▶ ACTIVITY: Say how many of the lines below hold "ObservationBatch", writing the number and nothing more.

▶ INFORMATION PROVIDED:
use clap::{Parser, Subcommand, ValueEnum};
use std::path::PathBuf;

use crate::model::ModelRole;

/// Command-line interface definition.
#[derive(Debug, Parser)]
#[command(
    name = "dicenovelty",
    version,
    about = "Bayesian fair-vs-cheat novelty detection for die rolls"
)]
pub struct Cli {
    #[command(subcommand)]
    pub command: Command,
}

#[derive(Debug, Subcommand)]
pub enum Command {
    /// Score observation batches against the configured detector.
    Score {
        /// Detector configuration (TOML) with categories and priors.
        #[arg(long, value_name = "TOML")]
        config: PathBuf,

        /// Table with a `label` column and an optional `batch` column.
        #[arg(long, value_name = "FILE")]
        observations: PathBuf,

        /// Field delimiter of the observation table. Detected when omitted.
        #[arg(long)]
        delimiter: Option<String>,

        /// Novelty threshold: a Bayes factor with two models, a raw likelihood with one.
        #[arg(long)]
        threshold: Option<f64>,

        /// Model whose MAP estimate is reported.
        #[arg(long = "map-model", value_enum, default_value_t = MapModel::Fair)]
        map_model: MapModel,

        /// Grow the category set when a batch contains unseen labels.
        #[arg(long)]
        extend: bool,

        /// Write the report here instead of stdout.
        #[arg(long, value_name = "FILE")]
        output: Option<PathBuf>,
    },
    /// Report which batches contain labels outside the category set.
    Check {
        /// Detector configuration (TOML) with categories and priors.
        #[arg(long, value_name = "TOML")]
        config: PathBuf,

        /// Table with a `label` column and an optional `batch` column.
        #[arg(long, value_name = "FILE")]
        observations: PathBuf,

        /// Field delimiter of the observation table. Detected when omitted.
        #[arg(long)]
        delimiter: Option<String>,

        /// Write the report here instead of stdout.
        #[arg(long, value_name = "FILE")]
        output: Option<PathBuf>,
    },
}

#[derive(Debug, Clone, Copy, PartialEq, Eq, ValueEnum)]
pub enum MapModel {
    Fair,
    Cheat,
}

impl From<MapModel> for ModelRole {
    fn from(value: MapModel) -> Self {
        match value {
            MapModel::Fair => ModelRole::Fair,
            MapModel::Cheat => ModelRole::Cheat,
        }
    }
}
pub mod cli;
pub mod commands;
pub mod io;
pub mod model;

pub use commands::run;
pub use model::{
    CategoryEncoder, DiceError, DirichletCategoricalModel, ModelRole, NoveltyDetector,
    NoveltyMode, RoleModel,
};
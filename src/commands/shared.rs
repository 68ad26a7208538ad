use crate::io::{load_batches, load_config, parse_delimiter, ObservationBatch};
use crate::model::NoveltyDetector;
use anyhow::{Context, Result};
use std::fs::File;
use std::io::{self, BufWriter, Write};
use std::path::{Path, PathBuf};
use tracing::info;

/// Detector built from the TOML config plus the observation batches to run through it.
pub fn load_inputs(
    config: &Path,
    observations: &Path,
    delimiter: Option<&str>,
) -> Result<(NoveltyDetector<String>, Vec<ObservationBatch>)> {
    let config = load_config(config)
        .with_context(|| format!("failed to load config {}", config.display()))?;
    let detector = config
        .build_detector()
        .context("invalid detector configuration")?;
    info!(
        categories = detector.categories().len(),
        dual = detector.mode().is_dual(),
        threshold = detector.mode().default_threshold(),
        "loaded detector"
    );

    let delimiter = delimiter.map(parse_delimiter).transpose()?;
    let batches = load_batches(observations, delimiter)?;
    info!(
        batches = batches.len(),
        observations = batches.iter().map(|b| b.labels.len()).sum::<usize>(),
        "loaded observations from {}",
        observations.display()
    );
    Ok((detector, batches))
}

pub fn open_output(path: Option<PathBuf>) -> Result<Box<dyn Write>> {
    match path {
        Some(path) => {
            let file = File::create(&path)
                .with_context(|| format!("unable to create {}", path.display()))?;
            Ok(Box::new(BufWriter::new(file)))
        }
        None => Ok(Box::new(BufWriter::new(io::stdout()))),
    }
}
use crate::model::{
    DiceError, DirichletCategoricalModel, NoveltyDetector, RoleModel, CHEAT_FILL, FAIR_FILL,
};
use serde::{Deserialize, Deserializer, Serialize};
use std::path::Path;

/// Detector description read from TOML.
///
/// ```toml
/// categories = [1, 2, 3, 4, 5, 6]
/// threshold = 10.0
///
/// [fair]
/// alpha = [20.0, 20.0, 20.0, 20.0, 20.0, 20.0]
///
/// [cheat]
/// alpha = [1.0, 1.0, 1.0, 1.0, 1.0, 1.0]
/// ```
///
/// Without a `[cheat]` table the detector runs in single-model mode.
#[derive(Debug, Clone, Deserialize, Serialize)]
pub struct DetectorConfig {
    #[serde(deserialize_with = "deserialize_labels")]
    pub categories: Vec<String>,
    pub fair: PriorConfig,
    #[serde(default)]
    pub cheat: Option<PriorConfig>,
    /// Overrides the mode's default threshold.
    #[serde(default)]
    pub threshold: Option<f64>,
}

/// Dirichlet concentration for one model role.
#[derive(Debug, Clone, Deserialize, Serialize)]
pub struct PriorConfig {
    pub alpha: Vec<f64>,
    /// Concentration for categories added later; defaults per role.
    #[serde(default)]
    pub fill: Option<f64>,
}

impl DetectorConfig {
    pub fn validate(&self) -> Result<(), DiceError> {
        let k = self.categories.len();
        let priors = std::iter::once(("fair", &self.fair))
            .chain(self.cheat.as_ref().map(|c| ("cheat", c)));
        for (role, prior) in priors {
            if prior.alpha.len() != k {
                return Err(DiceError::Config(format!(
                    "{} alpha has {} entries but there are {} categories",
                    role,
                    prior.alpha.len(),
                    k
                )));
            }
        }
        Ok(())
    }

    pub fn is_dual(&self) -> bool {
        self.cheat.is_some()
    }

    /// Build the detector this configuration describes.
    pub fn build_detector(&self) -> Result<NoveltyDetector<String>, DiceError> {
        self.validate()?;
        let fair = role_model(&self.fair, FAIR_FILL)?;
        let detector = match &self.cheat {
            Some(cheat) => {
                NoveltyDetector::dual(&self.categories, fair, role_model(cheat, CHEAT_FILL)?)?
            }
            None => NoveltyDetector::single(&self.categories, fair)?,
        };
        match self.threshold {
            Some(threshold) => detector.with_default_threshold(threshold),
            None => Ok(detector),
        }
    }
}

fn role_model(prior: &PriorConfig, default_fill: f64) -> Result<RoleModel, DiceError> {
    let model = DirichletCategoricalModel::new(prior.alpha.clone())?;
    RoleModel::new(model, prior.fill.unwrap_or(default_fill))
}

/// Category labels may be written as TOML strings or integers.
fn deserialize_labels<'de, D>(deserializer: D) -> Result<Vec<String>, D::Error>
where
    D: Deserializer<'de>,
{
    #[derive(Deserialize)]
    #[serde(untagged)]
    enum RawLabel {
        Int(i64),
        Text(String),
    }

    let raw = Vec::<RawLabel>::deserialize(deserializer)?;
    Ok(raw
        .into_iter()
        .map(|label| match label {
            RawLabel::Int(v) => v.to_string(),
            RawLabel::Text(s) => s,
        })
        .collect())
}

/// Load and validate a detector configuration from a TOML file.
pub fn load_config(path: &Path) -> Result<DetectorConfig, DiceError> {
    let contents = std::fs::read_to_string(path)?;
    let config: DetectorConfig = toml::from_str(&contents)?;
    config.validate()?;
    Ok(config)
}

#[cfg(test)]
mod tests {
    use super::*;
    use crate::model::{ModelRole, NoveltyMode};
    use std::io::Write;
    use tempfile::NamedTempFile;

    const DUAL: &str = r#"
categories = [1, 2, 3, 4, 5, 6]

[fair]
alpha = [20.0, 20.0, 20.0, 20.0, 20.0, 20.0]

[cheat]
alpha = [1.0, 1.0, 1.0, 1.0, 1.0, 1.0]
fill = 0.5
"#;

    #[test]
    fn test_load_dual_config() {
        let mut file = NamedTempFile::new().unwrap();
        file.write_all(DUAL.as_bytes()).unwrap();
        let config = load_config(file.path()).unwrap();
        assert_eq!(config.categories, vec!["1", "2", "3", "4", "5", "6"]);
        assert!(config.is_dual());

        let detector = config.build_detector().unwrap();
        match detector.mode() {
            NoveltyMode::DualModel {
                fair,
                cheat,
                default_threshold,
            } => {
                assert_eq!(fair.fill, FAIR_FILL);
                assert_eq!(cheat.fill, 0.5);
                assert_eq!(*default_threshold, 10.0);
            }
            other => panic!("unexpected mode {other:?}"),
        }
    }

    #[test]
    fn test_single_mode_with_threshold() {
        let config: DetectorConfig = toml::from_str(
            r#"
categories = ["heads", "tails"]
threshold = 0.05

[fair]
alpha = [5.0, 5.0]
"#,
        )
        .unwrap();
        let detector = config.build_detector().unwrap();
        assert!(!detector.mode().is_dual());
        assert_eq!(detector.mode().default_threshold(), 0.05);
        assert!(detector.model(ModelRole::Cheat).is_err());
    }

    #[test]
    fn test_alpha_length_mismatch() {
        let config: DetectorConfig = toml::from_str(
            r#"
categories = ["a", "b", "c"]

[fair]
alpha = [1.0, 1.0]
"#,
        )
        .unwrap();
        assert!(matches!(config.validate(), Err(DiceError::Config(_))));
        assert!(config.build_detector().is_err());
    }

    #[test]
    fn test_zero_cheat_fill_is_rejected() {
        let config: DetectorConfig = toml::from_str(
            r#"
categories = ["a", "b"]

[fair]
alpha = [2.0, 2.0]
fill = 0.0

[cheat]
alpha = [1.0, 1.0]
fill = 0.0
"#,
        )
        .unwrap();
        assert!(config.validate().is_ok());
        assert!(matches!(
            config.build_detector(),
            Err(DiceError::InvalidFill { .. })
        ));
    }

    #[test]
    fn test_invalid_alpha_and_fill() {
        let zero_alpha: DetectorConfig = toml::from_str(
            r#"
categories = ["a", "b"]

[fair]
alpha = [1.0, 0.0]
"#,
        )
        .unwrap();
        assert!(matches!(
            zero_alpha.build_detector(),
            Err(DiceError::InvalidAlpha { index: 1, .. })
        ));

        let negative_fill: DetectorConfig = toml::from_str(
            r#"
categories = ["a", "b"]

[fair]
alpha = [1.0, 1.0]
fill = -2.0
"#,
        )
        .unwrap();
        assert!(matches!(
            negative_fill.build_detector(),
            Err(DiceError::InvalidFill { .. })
        ));
    }
}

▶ SOLVED EXERCISE: 2